__Work to complete__:
Return, from the material below, each line in which the word "AppResult" is present.

━━━━━━━━━━━━━━━━

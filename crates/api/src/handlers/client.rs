//! Handlers for the `/clients` resource.

use axum::extract::{Path, State};
use axum::http::StatusCode;
use axum::response::IntoResponse;
use axum::Json;
use slf_core::error::FieldErrors;
use slf_core::roles::Role;
use slf_core::types::DbId;
use slf_db::models::client::{Client, CreateClient};
use slf_db::repositories::ClientRepo;

use crate::error::{AppError, AppResult};
use crate::handlers::project::caller_client_id;
use crate::middleware::auth::AuthUser;
use crate::middleware::rbac::RequireAdmin;
use crate::response::DataResponse;
use crate::state::AppState;

/// GET /api/v1/clients
///
/// Superadmins see every client; admin leads see the clients they created
/// or administer a project for.
pub async fn list(
    RequireAdmin(admin): RequireAdmin,
    State(state): State<AppState>,
) -> AppResult<Json<DataResponse<Vec<Client>>>> {
    let clients = if admin.is_superadmin() {
        ClientRepo::list(&state.pool).await?
    } else {
        ClientRepo::list_for_admin(&state.pool, admin.user_id).await?
    };
    Ok(Json(DataResponse { data: clients }))
}

/// POST /api/v1/clients
pub async fn create(
    RequireAdmin(admin): RequireAdmin,
    State(state): State<AppState>,
    Json(input): Json<CreateClient>,
) -> AppResult<impl IntoResponse> {
    let mut errors = FieldErrors::new();
    if input.name.trim().is_empty() {
        errors.add("name", "Client name is required");
    }
    if matches!(input.email.as_deref(), Some(email) if !email.contains('@')) {
        errors.add("email", "Email address is not valid");
    }
    errors.into_result()?;

    let client = ClientRepo::create(&state.pool, admin.user_id, &input).await?;

    tracing::info!(user_id = admin.user_id, client_id = client.id, "Client created");

    Ok((StatusCode::CREATED, Json(DataResponse { data: client })))
}

/// GET /api/v1/clients/{id}
///
/// Client-side users may read their own client record.
pub async fn get_by_id(
    auth: AuthUser,
    State(state): State<AppState>,
    Path(id): Path<DbId>,
) -> AppResult<Json<DataResponse<Client>>> {
    let client = ClientRepo::find_by_id(&state.pool, id)
        .await?
        .ok_or_else(|| AppError::not_found("Client", id))?;

    let allowed = match auth.role {
        Role::Superadmin => true,
        Role::AdminLead => ClientRepo::ids_for_admin(&state.pool, auth.user_id)
            .await?
            .contains(&id),
        Role::Client => caller_client_id(&state.pool, &auth).await? == Some(id),
        _ => false,
    };
    if !allowed {
        return Err(AppError::forbidden("You do not have access to this client"));
    }

    Ok(Json(DataResponse { data: client }))
}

━━━━━━━━━━━━━━━━

__Answer to this exercise__:
use crate::error::{AppError, AppResult};
) -> AppResult<Json<DataResponse<Vec<Client>>>> {
) -> AppResult<impl IntoResponse> {
) -> AppResult<Json<DataResponse<Client>>> {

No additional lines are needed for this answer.